You can create a YouTube channel about literally any topic, but business topics, career topics, and software tutorial topics tend to bring in the most ad revenue. However, hobby videos (e.g. knitting, quilting, salt water aquariums, etc) can also be quite profitable. One idea you may be uniquely suited for is creating videos about your day to day activities and life in retirement, but do it in a way that is focused on educating younger and middle aged adults about what to expect (health, money, and family-wise) in retirement.

2. Blog

Like YouTube channels, blogs can be created about any topic and for any audience. You can easily monetize blogs with ads and affiliate links.

3. Consulting

You already worked an entire career before retirement, which means you likely have some type of skill or experience that people would pay for. Here are some examples:

  • If you were a firefighter, companies that sell fire protective equipment to fire departments may pay you to advise them on how fire departments make decisions so that they can sell more products.

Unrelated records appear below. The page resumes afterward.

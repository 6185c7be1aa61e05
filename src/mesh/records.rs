//! Plain records exchanged when building or inspecting a mesh.

use serde::{Deserialize, Serialize};

/// Element shape family.
#[derive(Debug, Clone, Copy, PartialEq, Eq, Hash, Default, Serialize, Deserialize)]
pub enum ElementShape {
    Solid,
    Shell,
    Beam,
    Point,
    #[default]
    Unknown,
}

impl ElementShape {
    /// Integer code used in the `elshape` property field.
    pub fn code(self) -> i32 {
        match self {
            ElementShape::Solid => 1,
            ElementShape::Shell => 2,
            ElementShape::Beam => 3,
            ElementShape::Point => 4,
            ElementShape::Unknown => 0,
        }
    }

    pub fn from_code(code: i32) -> Self {
        match code {
            1 => ElementShape::Solid,
            2 => ElementShape::Shell,
            3 => ElementShape::Beam,
            4 => ElementShape::Point,
            _ => ElementShape::Unknown,
        }
    }

    /// Shape implied by a node count when none is given.
    pub fn guess(n_nodes: usize) -> Self {
        match n_nodes {
            1 => ElementShape::Point,
            2 | 3 => ElementShape::Beam,
            4 => ElementShape::Shell,
            n if n > 4 => ElementShape::Solid,
            _ => ElementShape::Unknown,
        }
    }
}

#[derive(Debug, Clone, Copy, PartialEq, Default, Serialize, Deserialize)]
pub struct NodeRecord {
    pub id: i32,
    pub coordinates: [f64; 3],
}

impl NodeRecord {
    pub fn new(id: i32, coordinates: [f64; 3]) -> Self {
        Self { id, coordinates }
    }
}

/// Element with its connectivity given as node indices.
#[derive(Debug, Clone, PartialEq, Eq, Default, Serialize, Deserialize)]
pub struct ElementRecord {
    pub id: i32,
    pub shape: ElementShape,
    pub connectivity: Vec<i32>,
}

impl ElementRecord {
    pub fn new(id: i32, shape: ElementShape, connectivity: Vec<i32>) -> Self {
        Self { id, shape, connectivity }
    }
}

/// Which element families a mesh contains.
#[derive(Debug, Clone, Copy, PartialEq, Eq, Default, Serialize, Deserialize)]
pub struct TopologyFlags {
    pub has_solid: bool,
    pub has_shell: bool,
    pub has_beam: bool,
    pub has_point: bool,
}

impl TopologyFlags {
    pub fn from_shapes(shapes: impl IntoIterator<Item = ElementShape>) -> Self {
        shapes.into_iter().fold(Self::default(), |mut f, s| {
            match s {
                ElementShape::Solid => f.has_solid = true,
                ElementShape::Shell => f.has_shell = true,
                ElementShape::Beam => f.has_beam = true,
                ElementShape::Point => f.has_point = true,
                ElementShape::Unknown => {}
            }
            f
        })
    }
}

#[cfg(test)]
mod tests {
    use super::*;

    #[test]
    fn shape_codes_round_trip() {
        for s in [ElementShape::Solid, ElementShape::Shell, ElementShape::Beam, ElementShape::Point] {
            assert_eq!(ElementShape::from_code(s.code()), s);
        }
        assert_eq!(ElementShape::from_code(42), ElementShape::Unknown);
    }

    #[test]
    fn flags_follow_shapes() {
        let f = TopologyFlags::from_shapes([ElementShape::Shell, ElementShape::Point]);
        assert!(f.has_shell && f.has_point);
        assert!(!f.has_solid && !f.has_beam);
    }
}
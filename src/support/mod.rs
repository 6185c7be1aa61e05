//! Supports: domain metadata a field or a collection label refers to.

pub mod cyclic;
pub mod generic;
pub mod result_info;
pub mod time_freq;

pub use cyclic::{CyclicStage, CyclicSupport};
pub use generic::GenericSupport;
pub use result_info::{ResultInfo, ResultInfoData};
pub use time_freq::TimeFreqSupport;

use crate::handle::{DpfObject, ObjectHandle};
use crate::mesh::MeshedRegion;
use crate::transport::call::{EntityKind, OutputKind};

/// Any support, tagged by its runtime kind.
#[derive(Debug)]
pub enum Support {
    Mesh(MeshedRegion),
    TimeFreq(TimeFreqSupport),
    Cyclic(CyclicSupport),
    Generic(GenericSupport),
}

impl DpfObject for Support {
    fn accepts(kind: EntityKind) -> bool {
        kind.is_support()
    }

    fn output_kind() -> OutputKind {
        OutputKind::Support
    }

    fn wrap(handle: ObjectHandle) -> Self {
        match handle.kind() {
            EntityKind::MeshedRegion => Support::Mesh(MeshedRegion::wrap(handle)),
            EntityKind::TimeFreqSupport => Support::TimeFreq(TimeFreqSupport::wrap(handle)),
            EntityKind::CyclicSupport => Support::Cyclic(CyclicSupport::wrap(handle)),
            _ => Support::Generic(GenericSupport::wrap(handle)),
        }
    }

    fn handle(&self) -> &ObjectHandle {
        match self {
            Support::Mesh(s) => s.handle(),
            Support::TimeFreq(s) => s.handle(),
            Support::Cyclic(s) => s.handle(),
            Support::Generic(s) => s.handle(),
        }
    }
}

impl Support {
    pub fn kind(&self) -> EntityKind {
        self.handle().kind()
    }

    pub fn as_mesh(&self) -> Option<&MeshedRegion> {
        match self {
            Support::Mesh(m) => Some(m),
            _ => None,
        }
    }

    pub fn as_time_freq(&self) -> Option<&TimeFreqSupport> {
        match self {
            Support::TimeFreq(t) => Some(t),
            _ => None,
        }
    }

    pub fn into_mesh(self) -> Option<MeshedRegion> {
        match self {
            Support::Mesh(m) => Some(m),
            _ => None,
        }
    }

    pub fn into_time_freq(self) -> Option<TimeFreqSupport> {
        match self {
            Support::TimeFreq(t) => Some(t),
            _ => None,
        }
    }
}

impl From<MeshedRegion> for Support {
    fn from(m: MeshedRegion) -> Self {
        Support::Mesh(m)
    }
}

impl From<TimeFreqSupport> for Support {
    fn from(t: TimeFreqSupport) -> Self {
        Support::TimeFreq(t)
    }
}

impl From<CyclicSupport> for Support {
    fn from(c: CyclicSupport) -> Self {
        Support::Cyclic(c)
    }
}

impl From<GenericSupport> for Support {
    fn from(g: GenericSupport) -> Self {
        Support::Generic(g)
    }
}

They may also pay you to make introductions for them to people in nearby fire departments.
  • If you were a police officer, companies that make security systems may pay you for consulting work.
  • If you were a nurse or doctor, companies that make medical software might pay you as a consultant.
  • If you worked as a manager in a manufacturing plant, companies that make manufacturing equipment may pay you for consulting work. Or startups that are competing with your old employer may pay you to consult for them.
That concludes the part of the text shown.